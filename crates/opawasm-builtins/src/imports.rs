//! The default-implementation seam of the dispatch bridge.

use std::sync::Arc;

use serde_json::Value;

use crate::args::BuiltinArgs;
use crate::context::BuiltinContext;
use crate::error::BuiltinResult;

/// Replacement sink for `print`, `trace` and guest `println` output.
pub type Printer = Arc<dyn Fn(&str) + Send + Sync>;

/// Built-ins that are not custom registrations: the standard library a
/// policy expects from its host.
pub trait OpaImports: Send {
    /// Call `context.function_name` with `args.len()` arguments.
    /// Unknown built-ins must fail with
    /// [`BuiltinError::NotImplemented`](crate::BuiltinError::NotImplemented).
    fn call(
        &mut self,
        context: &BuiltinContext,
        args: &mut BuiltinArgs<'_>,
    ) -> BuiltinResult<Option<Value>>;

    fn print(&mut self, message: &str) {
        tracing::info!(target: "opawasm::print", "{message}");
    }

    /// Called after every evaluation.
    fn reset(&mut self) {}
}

......

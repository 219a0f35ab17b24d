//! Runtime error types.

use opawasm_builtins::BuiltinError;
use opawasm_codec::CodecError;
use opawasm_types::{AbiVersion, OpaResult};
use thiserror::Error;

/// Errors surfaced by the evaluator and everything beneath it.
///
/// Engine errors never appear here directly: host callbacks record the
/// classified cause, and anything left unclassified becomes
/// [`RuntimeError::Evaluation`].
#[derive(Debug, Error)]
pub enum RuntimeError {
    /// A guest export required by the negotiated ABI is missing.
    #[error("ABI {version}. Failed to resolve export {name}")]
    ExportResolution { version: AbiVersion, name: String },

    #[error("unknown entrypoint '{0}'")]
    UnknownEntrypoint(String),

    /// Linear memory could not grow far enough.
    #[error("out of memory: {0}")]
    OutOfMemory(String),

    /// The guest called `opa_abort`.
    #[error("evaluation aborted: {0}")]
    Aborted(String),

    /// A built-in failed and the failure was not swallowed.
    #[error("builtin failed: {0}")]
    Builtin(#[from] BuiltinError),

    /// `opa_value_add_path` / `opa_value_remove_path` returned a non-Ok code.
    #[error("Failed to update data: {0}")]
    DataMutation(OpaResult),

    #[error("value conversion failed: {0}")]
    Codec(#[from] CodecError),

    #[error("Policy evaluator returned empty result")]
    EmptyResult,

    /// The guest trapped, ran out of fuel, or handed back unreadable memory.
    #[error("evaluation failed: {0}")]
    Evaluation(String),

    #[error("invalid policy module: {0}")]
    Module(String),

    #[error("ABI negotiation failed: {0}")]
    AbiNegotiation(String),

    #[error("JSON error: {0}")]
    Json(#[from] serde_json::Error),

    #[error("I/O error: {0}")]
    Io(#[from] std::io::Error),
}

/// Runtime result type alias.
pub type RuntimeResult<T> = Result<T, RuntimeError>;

......

● **BRIEF**: Find each line in the data above with the word "RuntimeError", then copy it.

● **RESPONSE**:
/// [`RuntimeError::Evaluation`].
pub enum RuntimeError {
pub type RuntimeResult<T> = Result<T, RuntimeError>;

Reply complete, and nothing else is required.